__Task brief__
All of the data below is to be output without alteration.

──────── Input material

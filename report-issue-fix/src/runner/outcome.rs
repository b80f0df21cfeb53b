//! Report outcome types.

use serde::Serialize;

/// Result of reporting a single diagnostic.
#[derive(Debug, Clone, PartialEq, Eq, Serialize)]
#[serde(tag = "status", rename_all = "snake_case")]
pub enum ReportOutcome {
    /// The issue URL was handed to the opener.
    Requested {
        /// The issue URL.
        url: String,
    },

    /// Dry run; the URL was built but not opened.
    DryRun {
        /// The issue URL.
        url: String,
    },

    /// No fix is registered for the diagnostic.
    NotFixable {
        /// The diagnostic identifier.
        id: String,
    },
}

impl ReportOutcome {
    /// Returns the issue URL, if one was built.
    #[must_use]
    pub fn url(&self) -> Option<&str> {
        match self {
            Self::Requested { url } | Self::DryRun { url } => Some(url),
            Self::NotFixable { .. } => None,
        }
    }

    /// Returns true if a fix was available.
    #[must_use]
    pub fn is_fixable(&self) -> bool {
        !matches!(self, Self::NotFixable { .. })
    }
}
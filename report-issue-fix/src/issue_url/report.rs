//! Issue report information.

use crate::diagnostics::Diagnostic;

/// Formats the issue title for a diagnostic: `"{id}: {message}"`.
#[must_use]
pub fn issue_title(diagnostic_id: &str, diagnostic_message: &str) -> String {
    format!("{diagnostic_id}: {diagnostic_message}")
}

/// The content pre-filled into a new issue form.
#[derive(Debug, Clone, PartialEq, Eq)]
pub struct IssueReport {
    /// Issue title.
    pub title: String,

    /// Rendered issue body, if a body template is configured.
    pub body: Option<String>,
}

impl IssueReport {
    /// Creates a report with only a title.
    pub fn new(title: impl Into<String>) -> Self {
        Self {
            title: title.into(),
            body: None,
        }
    }

    /// Creates a title-only report for a diagnostic.
    #[must_use]
    pub fn for_diagnostic(diagnostic: &Diagnostic) -> Self {
        Self::new(issue_title(&diagnostic.id, &diagnostic.message))
    }

    /// Sets the issue body.
    #[must_use]
    pub fn with_body(mut self, body: impl Into<String>) -> Self {
        self.body = Some(body.into());
        self
    }
}
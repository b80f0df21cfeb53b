//! Template error types.

/// Errors from compiling or rendering an issue body template.
#[derive(Debug, thiserror::Error)]
pub enum TemplateError {
    /// Handlebars rendering error.
    #[error("Template rendering error: {0}")]
    RenderError(#[from] handlebars::RenderError),

    /// The template does not compile.
    #[error("Template syntax error: {0}")]
    SyntaxError(#[from] handlebars::TemplateError),
}
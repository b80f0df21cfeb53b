//! The report-issue code action.
//!
//! For a diagnostic, offers a fix whose only effect is opening a new-issue
//! form with the diagnostic pre-filled.

mod operation;

pub use operation::CodeOperation;

use crate::diagnostics::Diagnostic;
use crate::issue_url::{IssueReport, IssueTarget};
use crate::templates::TemplateRenderer;
use tracing::{debug, warn};

/// Key shared by every report-issue action.
pub const REPORT_ISSUE_EQUIVALENCE_KEY: &str = "Report an issue";

/// Code action that reports a diagnostic as an issue.
#[derive(Debug, Clone)]
pub struct ReportIssueAction {
    target: IssueTarget,
    report: IssueReport,
}

impl ReportIssueAction {
    /// Creates an action that reports `diagnostic` to `target`.
    #[must_use]
    pub fn new(target: IssueTarget, diagnostic: &Diagnostic) -> Self {
        Self {
            target,
            report: IssueReport::for_diagnostic(diagnostic),
        }
    }

    /// Creates an action whose issue body is rendered from `body_template`.
    ///
    /// A template that fails to render is logged and the issue is reported
    /// with a title only.
    #[must_use]
    pub fn with_body_template(
        target: IssueTarget,
        diagnostic: &Diagnostic,
        renderer: &TemplateRenderer,
        body_template: &str,
    ) -> Self {
        let mut action = Self::new(target, diagnostic);
        match renderer.render_issue_body(body_template, diagnostic) {
            Ok(body) => action.report = action.report.with_body(body),
            Err(e) => warn!(id = %diagnostic.id, error = %e, "Ignoring issue body template"),
        }
        action
    }

    /// Title shown in the host's fix menu, `"{id}: {message}"`.
    #[must_use]
    pub fn title(&self) -> &str {
        &self.report.title
    }

    /// Key used by hosts to group equivalent actions.
    #[must_use]
    pub fn equivalence_key(&self) -> &'static str {
        REPORT_ISSUE_EQUIVALENCE_KEY
    }

    /// The issue content this action pre-fills.
    #[must_use]
    pub fn report(&self) -> &IssueReport {
        &self.report
    }

    /// Computes the operations to apply when the action is chosen.
    pub async fn compute_operations(&self) -> Vec<CodeOperation> {
        let url = self.target.issue_url(&self.report);
        debug!(title = %self.report.title, "Computed report-issue operation");
        vec![CodeOperation::OpenUrl { url }]
    }
}

#[cfg(test)]
mod tests {
    use super::*;
    use crate::opener::RecordingUrlOpener;

    const BASE: &str = "https://github.com/dotnet/platform-compat/issues/new";

    fn action_for(id: &str, message: &str) -> ReportIssueAction {
        ReportIssueAction::new(
            IssueTarget::parse(BASE).unwrap(),
            &Diagnostic::new(id, message),
        )
    }

    #[test]
    fn title_and_key() {
        let action = action_for("PC001", "Avoid Process.Start");
        assert_eq!(action.title(), "PC001: Avoid Process.Start");
        assert_eq!(action.equivalence_key(), "Report an issue");
        assert_eq!(action_for("PC002", "x").equivalence_key(), action.equivalence_key());
    }

    #[tokio::test]
    async fn computes_single_open_url_operation() {
        let action = action_for("PC001", "Avoid Process.Start");
        let operations = action.compute_operations().await;

        assert_eq!(
            operations,
            vec![CodeOperation::OpenUrl {
                url: format!("{BASE}?title=PC001%3A%20Avoid%20Process.Start"),
            }]
        );
    }

    #[tokio::test]
    async fn applying_opens_url() {
        let action = action_for("PC003", "Not in UWP");
        let opener = RecordingUrlOpener::new();

        for operation in action.compute_operations().await {
            operation.apply(&opener);
        }

        assert_eq!(opener.opened(), vec![format!("{BASE}?title=PC003%3A%20Not%20in%20UWP")]);
    }

    #[tokio::test]
    async fn open_failure_is_swallowed() {
        let action = action_for("PC001", "x");
        let opener = RecordingUrlOpener::failing("no browser installed");

        let operations = action.compute_operations().await;
        operations[0].apply(&opener);

        assert_eq!(opener.opened().len(), 1);
        assert_eq!(opener.opened()[0], operations[0].url());
    }

    #[tokio::test]
    async fn body_template_is_rendered() {
        let renderer = TemplateRenderer::new();
        let action = ReportIssueAction::with_body_template(
            IssueTarget::parse(BASE).unwrap(),
            &Diagnostic::new("PC001", "x"),
            &renderer,
            "Rule {{id}}",
        );

        assert_eq!(action.report().body.as_deref(), Some("Rule PC001"));
        let operations = action.compute_operations().await;
        assert!(operations[0].url().ends_with("&body=Rule%20PC001"));
    }

    #[test]
    fn broken_body_template_falls_back_to_title() {
        let renderer = TemplateRenderer::new();
        let action = ReportIssueAction::with_body_template(
            IssueTarget::parse(BASE).unwrap(),
            &Diagnostic::new("PC001", "x"),
            &renderer,
            "{{unknown}}",
        );

        assert_eq!(action.report().body, None);
        assert_eq!(action.title(), "PC001: x");
    }
}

────────────────

__Solution for this exercise__
filename report-issue-fix/src/runner/outcome.rs
repository b80f0df21cfeb53b
//! Report outcome types.

use serde::Serialize;

/// Result of reporting a single diagnostic.
#[derive(Debug, Clone, PartialEq, Eq, Serialize)]
#[serde(tag = "status", rename_all = "snake_case")]
pub enum ReportOutcome {
    /// The issue URL was handed to the opener.
    Requested {
        /// The issue URL.
        url: String,
    },

    /// Dry run; the URL was built but not opened.
    DryRun {
        /// The issue URL.
        url: String,
    },

    /// No fix is registered for the diagnostic.
    NotFixable {
        /// The diagnostic identifier.
        id: String,
    },
}

impl ReportOutcome {
    /// Returns the issue URL, if one was built.
    #[must_use]
    pub fn url(&self) -> Option<&str> {
        match self {
            Self::Requested { url } | Self::DryRun { url } => Some(url),
            Self::NotFixable { .. } => None,
        }
    }

    /// Returns true if a fix was available.
    #[must_use]
    pub fn is_fixable(&self) -> bool {
        !matches!(self, Self::NotFixable { .. })
    }
}
filename report-issue-fix/src/issue_url/report.rs
//! Issue report information.

use crate::diagnostics::Diagnostic;

/// Formats the issue title for a diagnostic: `"{id}: {message}"`.
#[must_use]
pub fn issue_title(diagnostic_id: &str, diagnostic_message: &str) -> String {
    format!("{diagnostic_id}: {diagnostic_message}")
}

/// The content pre-filled into a new issue form.
#[derive(Debug, Clone, PartialEq, Eq)]
pub struct IssueReport {
    /// Issue title.
    pub title: String,

    /// Rendered issue body, if a body template is configured.
    pub body: Option<String>,
}

impl IssueReport {
    /// Creates a report with only a title.
    pub fn new(title: impl Into<String>) -> Self {
        Self {
            title: title.into(),
            body: None,
        }
    }

    /// Creates a title-only report for a diagnostic.
    #[must_use]
    pub fn for_diagnostic(diagnostic: &Diagnostic) -> Self {
        Self::new(issue_title(&diagnostic.id, &diagnostic.message))
    }

    /// Sets the issue body.
    #[must_use]
    pub fn with_body(mut self, body: impl Into<String>) -> Self {
        self.body = Some(body.into());
        self
    }
}
repository b80f0df21cfeb53b
//! Template error types.

/// Errors from compiling or rendering an issue body template.
#[derive(Debug, thiserror::Error)]
pub enum TemplateError {
    /// Handlebars rendering error.
    #[error("Template rendering error: {0}")]
    RenderError(#[from] handlebars::RenderError),

    /// The template does not compile.
    #[error("Template syntax error: {0}")]
    SyntaxError(#[from] handlebars::TemplateError),
}
repository b80f0df21cfeb53b
//! The report-issue code action.
//!
//! For a diagnostic, offers a fix whose only effect is opening a new-issue
//! form with the diagnostic pre-filled.

mod operation;

pub use operation::CodeOperation;

use crate::diagnostics::Diagnostic;
use crate::issue_url::{IssueReport, IssueTarget};
use crate::templates::TemplateRenderer;
use tracing::{debug, warn};

/// Key shared by every report-issue action.
pub const REPORT_ISSUE_EQUIVALENCE_KEY: &str = "Report an issue";

/// Code action that reports a diagnostic as an issue.
#[derive(Debug, Clone)]
pub struct ReportIssueAction {
    target: IssueTarget,
    report: IssueReport,
}

impl ReportIssueAction {
    /// Creates an action that reports `diagnostic` to `target`.
    #[must_use]
    pub fn new(target: IssueTarget, diagnostic: &Diagnostic) -> Self {
        Self {
            target,
            report: IssueReport::for_diagnostic(diagnostic),
        }
    }

    /// Creates an action whose issue body is rendered from `body_template`.
    ///
    /// A template that fails to render is logged and the issue is reported
    /// with a title only.
    #[must_use]
    pub fn with_body_template(
        target: IssueTarget,
        diagnostic: &Diagnostic,
        renderer: &TemplateRenderer,
        body_template: &str,
    ) -> Self {
        let mut action = Self::new(target, diagnostic);
        match renderer.render_issue_body(body_template, diagnostic) {
            Ok(body) => action.report = action.report.with_body(body),
            Err(e) => warn!(id = %diagnostic.id, error = %e, "Ignoring issue body template"),
        }
        action
    }

    /// Title shown in the host's fix menu, `"{id}: {message}"`.
    #[must_use]
    pub fn title(&self) -> &str {
        &self.report.title
    }

    /// Key used by hosts to group equivalent actions.
    #[must_use]
    pub fn equivalence_key(&self) -> &'static str {
        REPORT_ISSUE_EQUIVALENCE_KEY
    }

    /// The issue content this action pre-fills.
    #[must_use]
    pub fn report(&self) -> &IssueReport {
        &self.report
    }

    /// Computes the operations to apply when the action is chosen.
    pub async fn compute_operations(&self) -> Vec<CodeOperation> {
        let url = self.target.issue_url(&self.report);
        debug!(title = %self.report.title, "Computed report-issue operation");
        vec![CodeOperation::OpenUrl { url }]
    }
}

#[cfg(test)]
mod tests {
    use super::*;
    use crate::opener::RecordingUrlOpener;

    const BASE: &str = "https://github.com/dotnet/platform-compat/issues/new";

    fn action_for(id: &str, message: &str) -> ReportIssueAction {
        ReportIssueAction::new(
            IssueTarget::parse(BASE).unwrap(),
            &Diagnostic::new(id, message),
        )
    }

    #[test]
    fn title_and_key() {
        let action = action_for("PC001", "Avoid Process.Start");
        assert_eq!(action.title(), "PC001: Avoid Process.Start");
        assert_eq!(action.equivalence_key(), "Report an issue");
        assert_eq!(action_for("PC002", "x").equivalence_key(), action.equivalence_key());
    }

    #[tokio::test]
    async fn computes_single_open_url_operation() {
        let action = action_for("PC001", "Avoid Process.Start");
        let operations = action.compute_operations().await;

        assert_eq!(
            operations,
            vec![CodeOperation::OpenUrl {
                url: format!("{BASE}?title=PC001%3A%20Avoid%20Process.Start"),
            }]
        );
    }

    #[tokio::test]
    async fn applying_opens_url() {
        let action = action_for("PC003", "Not in UWP");
        let opener = RecordingUrlOpener::new();

        for operation in action.compute_operations().await {
            operation.apply(&opener);
        }

        assert_eq!(opener.opened(), vec![format!("{BASE}?title=PC003%3A%20Not%20in%20UWP")]);
    }

    #[tokio::test]
    async fn open_failure_is_swallowed() {
        let action = action_for("PC001", "x");
        let opener = RecordingUrlOpener::failing("no browser installed");

        let operations = action.compute_operations().await;
        operations[0].apply(&opener);

        assert_eq!(opener.opened().len(), 1);
        assert_eq!(opener.opened()[0], operations[0].url());
    }

    #[tokio::test]
    async fn body_template_is_rendered() {
        let renderer = TemplateRenderer::new();
        let action = ReportIssueAction::with_body_template(
            IssueTarget::parse(BASE).unwrap(),
            &Diagnostic::new("PC001", "x"),
            &renderer,
            "Rule {{id}}",
        );

        assert_eq!(action.report().body.as_deref(), Some("Rule PC001"));
        let operations = action.compute_operations().await;
        assert!(operations[0].url().ends_with("&body=Rule%20PC001"));
    }

    #[test]
    fn broken_body_template_falls_back_to_title() {
        let renderer = TemplateRenderer::new();
        let action = ReportIssueAction::with_body_template(
            IssueTarget::parse(BASE).unwrap(),
            &Diagnostic::new("PC001", "x"),
            &renderer,
            "{{unknown}}",
        );

        assert_eq!(action.report().body, None);
        assert_eq!(action.title(), "PC001: x");
    }
}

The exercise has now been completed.